MFA financial update

Nearing the halfway mark for the fiscal year, MFA shows solid footing for 2008, but risk from extreme market volatility is still a concern.

In early March, at district meetings throughout MFA’s trade territory, representatives from the cooperative’s Columbia, Mo. headquarters provided a snapshot on business since the fiscal year’s start. With grain commodity prices dominating the ag scene, there was some strength to report on the crop side, but concerns about the vitality of the livestock sector and general increased risk tempered the reports.

Here are a few highlights (for business transacted between Sept. 1, 2007 and Jan. 31, 2008).

Grain sales were recorded at $214 million compared to $162 million for the same period a year ago. The sales increase was largely due to increased price per bushel for all commodities, even as there was a slight decline in total bushels sold.

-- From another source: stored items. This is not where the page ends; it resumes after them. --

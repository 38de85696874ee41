use tokio::sync::broadcast;
use uuid::Uuid;

use crate::config::BROADCAST_CAPACITY;
use crate::protocol::messages::ServerMessage;

/// One encoded frame for every connection, optionally skipping one of them.
#[derive(Debug, Clone)]
pub struct Outbound {
    pub except: Option<Uuid>,
    pub payload: String,
}

impl Outbound {
    pub fn is_for(&self, connection_id: Uuid) -> bool {
        self.except != Some(connection_id)
    }
}

/// Fan-out to every connected socket.
///
/// Sending never waits on receivers: a subscriber that falls more than
/// `BROADCAST_CAPACITY` frames behind skips ahead to the newest ones.
#[derive(Clone)]
pub struct Hub {
    tx: broadcast::Sender<Outbound>,
}

impl Hub {
    pub fn new() -> Self {
        let (tx, _rx) = broadcast::channel(BROADCAST_CAPACITY);
        Hub { tx }
    }

    pub fn subscribe(&self) -> broadcast::Receiver<Outbound> {
        self.tx.subscribe()
    }

    pub fn send_all(&self, msg: &ServerMessage) {
        self.publish(None, msg);
    }

    pub fn send_all_except(&self, connection_id: Uuid, msg: &ServerMessage) {
        self.publish(Some(connection_id), msg);
    }

    fn publish(&self, except: Option<Uuid>, msg: &ServerMessage) {
        let payload = match serde_json::to_string(msg) {
            Ok(json) => json,
            Err(e) => {
                tracing::error!("failed to encode broadcast: {}", e);
                return;
            }
        };
        // Err only means nobody is listening right now.
        let _ = self.tx.send(Outbound { except, payload });
    }
}

impl Default for Hub {
    fn default() -> Self {
        Self::new()
    }
}
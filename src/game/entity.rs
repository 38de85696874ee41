use std::time::{SystemTime, UNIX_EPOCH};

use serde::Serialize;

use crate::config::*;
use crate::game::physics;

/// Position and collision radius shared by every entity.
#[derive(Debug, Clone, Copy, PartialEq, Serialize)]
pub struct Circle {
    pub x: f64,
    pub y: f64,
    pub radius: f64,
}

impl Circle {
    pub fn new(x: f64, y: f64, radius: f64) -> Self {
        Circle { x, y, radius }
    }

    /// True when the centres are closer than the sum of the radii.
    pub fn collides_with(&self, other: &Circle) -> bool {
        physics::circles_overlap(
            (self.x, self.y, self.radius),
            (other.x, other.y, other.radius),
        )
    }
}

/// The bouncing entity that knocks players back to a fresh spawn.
#[derive(Debug, Clone, PartialEq, Serialize)]
pub struct Hazard {
    pub id: u64,
    #[serde(flatten)]
    pub body: Circle,
    #[serde(skip)]
    pub vx: f64,
    #[serde(skip)]
    pub vy: f64,
}

impl Hazard {
    pub fn new(id: u64, x: f64, y: f64) -> Self {
        Hazard {
            id,
            body: Circle::new(x, y, HAZARD_RADIUS),
            vx: HAZARD_SPEED,
            vy: HAZARD_SPEED,
        }
    }

    /// Reflect off any wall being crossed, then advance one tick.
    pub fn step(&mut self, bounds: &Bounds) {
        let Circle { x, y, radius } = self.body;
        self.vx = physics::bounce(x, radius, self.vx, bounds.min_x, bounds.max_x);
        self.vy = physics::bounce(y, radius, self.vy, bounds.min_y, bounds.max_y);
        self.body.x += self.vx;
        self.body.y += self.vy;
    }
}

/// Pickup worth `value`; replaced with a new id each time it is collected.
#[derive(Debug, Clone, PartialEq, Serialize)]
pub struct Collectible {
    pub id: u64,
    #[serde(flatten)]
    pub body: Circle,
    pub value: u32,
}

impl Collectible {
    pub fn new(id: u64, x: f64, y: f64) -> Self {
        Collectible {
            id,
            body: Circle::new(x, y, COLLECTIBLE_RADIUS),
            value: COLLECTIBLE_VALUE,
        }
    }
}

/// Timestamp-derived ids for the hazard and collectibles.
///
/// Ids are unix milliseconds, bumped past the previous id when the clock has
/// not moved, so two collectibles never share an id.
#[derive(Debug, Default)]
pub struct EntityIds {
    last: u64,
}

impl EntityIds {
    pub fn next(&mut self) -> u64 {
        let now = SystemTime::now()
            .duration_since(UNIX_EPOCH)
            .map(|d| d.as_millis() as u64)
            .unwrap_or(0);
        let id = now.max(self.last + 1);
        self.last = id;
        id
    }
}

Field crop sales, which include fertilizer, seed, plant protection products along with application charges, reached $210 million for the period compared to $153 million a year ago. The supply and demand effect of increased crop acreage in the face of high commodity prices pushed the increase. Fertilizer makes up 85 percent of the total for this category. With world fertilizer supply consolidating and world demand at unprecedented levels, unit prices for all plant food products at least doubled from the same period last year.

Livestock supply sales (including feed, farm supplies and animal health products) were $68 million compared to $66 million a year ago.

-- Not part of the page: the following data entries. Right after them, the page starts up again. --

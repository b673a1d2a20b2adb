//! In-process transport pair.
//!
//! Bytes written on one side come out of the other side's [`MemFrameSource`],
//! going through the codec both ways like a real connection would.

use std::sync::Arc;
use std::sync::atomic::{AtomicBool, Ordering};

use bytes::{Bytes, BytesMut};
use parking_lot::Mutex;
use tokio::sync::mpsc;

use crate::{DecodeError, FlexCodec, Frame, FrameCodec, FrameSource, Transport, TransportError};

const CHANNEL_CAPACITY: usize = 64;

/// Writing half of an in-memory connection.
#[derive(Clone, Debug)]
pub struct MemTransport {
    inner: Arc<MemInner>,
}

#[derive(Debug)]
struct MemInner {
    /// Dropped on close so the peer's source sees end of input.
    tx: Mutex<Option<mpsc::Sender<Bytes>>>,
    closed: AtomicBool,
}

/// Reading half of an in-memory connection.
pub struct MemFrameSource {
    rx: mpsc::Receiver<Bytes>,
    buf: BytesMut,
    codec: Arc<dyn FrameCodec>,
}

impl std::fmt::Debug for MemFrameSource {
    fn fmt(&self, f: &mut std::fmt::Formatter<'_>) -> std::fmt::Result {
        f.debug_struct("MemFrameSource")
            .field("buffered", &self.buf.len())
            .finish_non_exhaustive()
    }
}

/// One end of a connection: where to write, and where frames arrive.
pub type MemEnd = (MemTransport, MemFrameSource);

/// Two connected ends using [`FlexCodec`].
pub fn pair() -> (MemEnd, MemEnd) {
    pair_with_codec(Arc::new(FlexCodec::new()))
}

pub fn pair_with_codec(codec: Arc<dyn FrameCodec>) -> (MemEnd, MemEnd) {
    let (tx_a, rx_a) = mpsc::channel(CHANNEL_CAPACITY);
    let (tx_b, rx_b) = mpsc::channel(CHANNEL_CAPACITY);
    (
        (MemTransport::new(tx_b), MemFrameSource::new(rx_a, codec.clone())),
        (MemTransport::new(tx_a), MemFrameSource::new(rx_b, codec)),
    )
}

impl MemTransport {
    fn new(tx: mpsc::Sender<Bytes>) -> Self {
        Self {
            inner: Arc::new(MemInner {
                tx: Mutex::new(Some(tx)),
                closed: AtomicBool::new(false),
            }),
        }
    }
}

impl Transport for MemTransport {
    async fn write(&self, bytes: Bytes) -> Result<(), TransportError> {
        if self.is_closed() {
            return Err(TransportError::Closed);
        }
        let tx = self.inner.tx.lock().clone().ok_or(TransportError::Closed)?;
        tx.send(bytes).await.map_err(|_| TransportError::Closed)
    }

    fn close(&self) {
        self.inner.closed.store(true, Ordering::Release);
        self.inner.tx.lock().take();
    }

    fn is_closed(&self) -> bool {
        self.inner.closed.load(Ordering::Acquire)
    }
}

impl MemFrameSource {
    fn new(rx: mpsc::Receiver<Bytes>, codec: Arc<dyn FrameCodec>) -> Self {
        Self {
            rx,
            buf: BytesMut::new(),
            codec,
        }
    }
}

impl FrameSource for MemFrameSource {
    async fn next_frame(&mut self) -> Result<Option<Frame>, TransportError> {
        loop {
            if let Some(frame) = self.codec.decode(&mut self.buf)? {
                return Ok(Some(frame));
            }
            match self.rx.recv().await {
                Some(chunk) => self.buf.extend_from_slice(&chunk),
                None if self.buf.is_empty() => return Ok(None),
                None => {
                    return Err(DecodeError::Truncated {
                        buffered: self.buf.len(),
                    }
                    .into());
                }
            }
        }
    }
}
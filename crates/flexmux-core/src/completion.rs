//! Write completions: callback and future forms.

use std::future::Future;
use std::pin::Pin;
use std::sync::Arc;
use std::sync::atomic::{AtomicUsize, Ordering};
use std::task::{Context, Poll};

use parking_lot::Mutex;
use tokio::sync::oneshot;

use crate::SessionError;

/// Callback invoked exactly once with the outcome of a send.
///
/// It runs on whichever task completed the write, not necessarily the caller's.
pub type Completion = Box<dyn FnOnce(Result<(), SessionError>) + Send + 'static>;

/// Future resolving when a send has been written to the transport (or failed).
#[derive(Debug)]
#[must_use = "a SendFuture does nothing unless awaited; drop it to ignore the outcome"]
pub struct SendFuture {
    rx: oneshot::Receiver<Result<(), SessionError>>,
}

impl SendFuture {
    /// A future plus the completion that resolves it.
    pub fn channel() -> (Self, Completion) {
        let (tx, rx) = oneshot::channel();
        let completion: Completion = Box::new(move |result| {
            // The caller may have stopped waiting.
            let _ = tx.send(result);
        });
        (Self { rx }, completion)
    }

    /// An already-resolved future.
    pub fn ready(result: Result<(), SessionError>) -> Self {
        let (fut, completion) = Self::channel();
        completion(result);
        fut
    }
}

impl Future for SendFuture {
    type Output = Result<(), SessionError>;

    fn poll(mut self: Pin<&mut Self>, cx: &mut Context<'_>) -> Poll<Self::Output> {
        // A dropped completion means the session went away without reporting.
        Pin::new(&mut self.rx)
            .poll(cx)
            .map(|r| r.unwrap_or(Err(SessionError::Closed)))
    }
}

/// Fans one completion out over `count` sends.
///
/// Succeeds once every part succeeded; fails once, on the first failing part.
pub(crate) struct CountingCompletion {
    remaining: AtomicUsize,
    inner: Mutex<Option<Completion>>,
}

impl CountingCompletion {
    /// Returns `None` (after completing `completion` with success) when `count` is 0.
    pub(crate) fn new(completion: Completion, count: usize) -> Option<Arc<Self>> {
        if count == 0 {
            completion(Ok(()));
            return None;
        }
        Some(Arc::new(Self {
            remaining: AtomicUsize::new(count),
            inner: Mutex::new(Some(completion)),
        }))
    }

    pub(crate) fn part(self: &Arc<Self>) -> Completion {
        let this = self.clone();
        Box::new(move |result| match result {
            Ok(()) => {
                if this.remaining.fetch_sub(1, Ordering::AcqRel) == 1 {
                    this.finish(Ok(()));
                }
            }
            Err(e) => this.finish(Err(e)),
        })
    }

    fn finish(&self, result: Result<(), SessionError>) {
        let completion = self.inner.lock().take();
        if let Some(completion) = completion {
            completion(result);
        }
    }
}
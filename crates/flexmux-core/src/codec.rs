//! Wire encoding of frames.
//!
//! The session only deals in typed [`Frame`] values; a [`FrameCodec`] turns them
//! into bytes for the transport and back. [`FlexCodec`] is the default layout:
//!
//! ```text
//! +--------+--------+----------------+----------------+-----------------+
//! | type   | flags  | stream_id (BE) | length (BE)    | payload         |
//! | 1 byte | 1 byte | 4 bytes        | 4 bytes        | `length` bytes  |
//! +--------+--------+----------------+----------------+-----------------+
//! ```

use bytes::{Buf, BufMut, Bytes, BytesMut};

use crate::{
    DecodeError, DisconnectionFrame, Frame, MAX_STREAM_ID, MessageFrame, PingFrame,
};

/// Size of the fixed frame header.
pub const HEADER_LEN: usize = 10;

/// Default payload limit (16 MiB).
pub const DEFAULT_MAX_FRAME_PAYLOAD: usize = 16 * 1024 * 1024;

const TYPE_CONTROL: u8 = 1;
const TYPE_DATA: u8 = 2;
const TYPE_PING: u8 = 3;
const TYPE_DISCONNECTION: u8 = 4;

bitflags::bitflags! {
    /// Header flag bits.
    #[derive(Clone, Copy, Debug, PartialEq, Eq)]
    pub struct FrameFlags: u8 {
        const END_STREAM = 0b0000_0001;
        const END_FRAME  = 0b0000_0010;
        const REPLY      = 0b0000_0100;
    }
}

/// Encoder/decoder pair used by the session and the transports.
pub trait FrameCodec: Send + Sync + 'static {
    /// Append the encoding of `frame` to `dst`.
    fn encode(&self, frame: &Frame, dst: &mut BytesMut);

    /// Take one frame off the front of `src`.
    ///
    /// Returns `Ok(None)` when `src` does not yet hold a complete frame; nothing
    /// is consumed in that case.
    fn decode(&self, src: &mut BytesMut) -> Result<Option<Frame>, DecodeError>;

    fn encode_to_bytes(&self, frame: &Frame) -> Bytes {
        let mut buf = BytesMut::with_capacity(HEADER_LEN + frame.payload_len());
        self.encode(frame, &mut buf);
        buf.freeze()
    }
}

/// The default frame layout.
#[derive(Debug, Clone, Copy)]
pub struct FlexCodec {
    max_payload: usize,
}

impl FlexCodec {
    pub fn new() -> Self {
        Self::with_max_payload(DEFAULT_MAX_FRAME_PAYLOAD)
    }

    pub fn with_max_payload(max_payload: usize) -> Self {
        Self { max_payload }
    }

    pub fn max_payload(&self) -> usize {
        self.max_payload
    }
}

impl Default for FlexCodec {
    fn default() -> Self {
        Self::new()
    }
}

fn message_flags(m: &MessageFrame) -> FrameFlags {
    let mut flags = FrameFlags::empty();
    flags.set(FrameFlags::END_STREAM, m.end_stream);
    flags.set(FrameFlags::END_FRAME, m.end_frame);
    flags
}

fn put_header(dst: &mut BytesMut, ty: u8, flags: FrameFlags, stream_id: u32, len: usize) {
    dst.put_u8(ty);
    dst.put_u8(flags.bits());
    dst.put_u32(stream_id);
    dst.put_u32(len as u32);
}

impl FrameCodec for FlexCodec {
    fn encode(&self, frame: &Frame, dst: &mut BytesMut) {
        dst.reserve(HEADER_LEN + frame.payload_len());
        match frame {
            Frame::Control(m) | Frame::Data(m) => {
                let ty = if matches!(frame, Frame::Control(_)) {
                    TYPE_CONTROL
                } else {
                    TYPE_DATA
                };
                put_header(dst, ty, message_flags(m), m.stream_id, m.payload.len());
                dst.extend_from_slice(&m.payload);
            }
            Frame::Ping(p) => {
                let mut flags = FrameFlags::empty();
                flags.set(FrameFlags::REPLY, p.reply);
                put_header(dst, TYPE_PING, flags, 0, 0);
            }
            Frame::Disconnection(d) => {
                put_header(dst, TYPE_DISCONNECTION, FrameFlags::empty(), 0, d.reason.len());
                dst.extend_from_slice(&d.reason);
            }
        }
    }

    fn decode(&self, src: &mut BytesMut) -> Result<Option<Frame>, DecodeError> {
        if src.len() < HEADER_LEN {
            return Ok(None);
        }

        let ty = src[0];
        if !(TYPE_CONTROL..=TYPE_DISCONNECTION).contains(&ty) {
            return Err(DecodeError::UnknownFrameType(ty));
        }
        let flags = FrameFlags::from_bits(src[1]).ok_or(DecodeError::UnknownFlags(src[1]))?;
        let stream_id = u32::from_be_bytes([src[2], src[3], src[4], src[5]]);
        if stream_id > MAX_STREAM_ID {
            return Err(DecodeError::InvalidStreamId(stream_id));
        }
        let len = u32::from_be_bytes([src[6], src[7], src[8], src[9]]) as usize;
        if len > self.max_payload {
            return Err(DecodeError::FrameTooLarge {
                len,
                max: self.max_payload,
            });
        }

        if src.len() < HEADER_LEN + len {
            src.reserve(HEADER_LEN + len - src.len());
            return Ok(None);
        }

        src.advance(HEADER_LEN);
        let payload = src.split_to(len).freeze();

        let frame = match ty {
            TYPE_CONTROL | TYPE_DATA => {
                let message = MessageFrame {
                    stream_id,
                    end_stream: flags.contains(FrameFlags::END_STREAM),
                    end_frame: flags.contains(FrameFlags::END_FRAME),
                    payload,
                };
                if ty == TYPE_CONTROL {
                    Frame::Control(message)
                } else {
                    Frame::Data(message)
                }
            }
            TYPE_PING => Frame::Ping(PingFrame {
                reply: flags.contains(FrameFlags::REPLY),
            }),
            _ => Frame::Disconnection(DisconnectionFrame { reason: payload }),
        };
        Ok(Some(frame))
    }
}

Given the current agricultural economy, the livestock sector remains difficult for everyone involved. Increase in feed tonnage and higher ingredient prices are responsible for the gains to this point in the fiscal year but will drop when grass becomes available. High feed and input prices are expected to further fuel herd liquidation, affecting earnings in the sector. This is seen already in Farm Supply sales, which were at $12 million for 2008, down a million from last year.

Other sales for the cooperative, which include livestock marketing, miscellaneous retail and other revenue stood at $20 million for the period, compared to $16 million a year ago. Much of that increase is attributed to the return of hog production at the Marshall, Mo. swine complex, which was destroyed by a tornado in 2006 and spent 2007 in a phase of rebuilding and repopulating.

For the first 5 months of the fiscal year, total net income stood at $10.4 million compared to a loss of $3.1 million in the same period last year. Part of the change is performance of MFA’s joint ventures at Cache River Ark., Brunswick, Mo., and Marshall, Mo. Combined these ventures contributed $3.2 million profit to MFA. Much of the rest of the increase was attributed to higher prices across sectors, even as volume remained flat or increased slightly. Another difference in net profit level for this year is timing of income. With good fall weather, fall input sales and application were up. That will contribute to some dampening to sales this spring. Other trends to watch for the remainder of the year include cutbacks on pasture fertility due to overwhelming price pressure on cattle producers and the herd culling that will result.

Just like farm-level economics, the cooperative’s credit needs have increased to cover inputs. Interest costs on high-priced grain and input inventory require proportionate earnings increases to retain competitive rates. The good news is that the outlook for 2008 provides such earnings. Planned fiscal year-end profit for MFA Incorporated is on schedule to surpass last year’s earnings.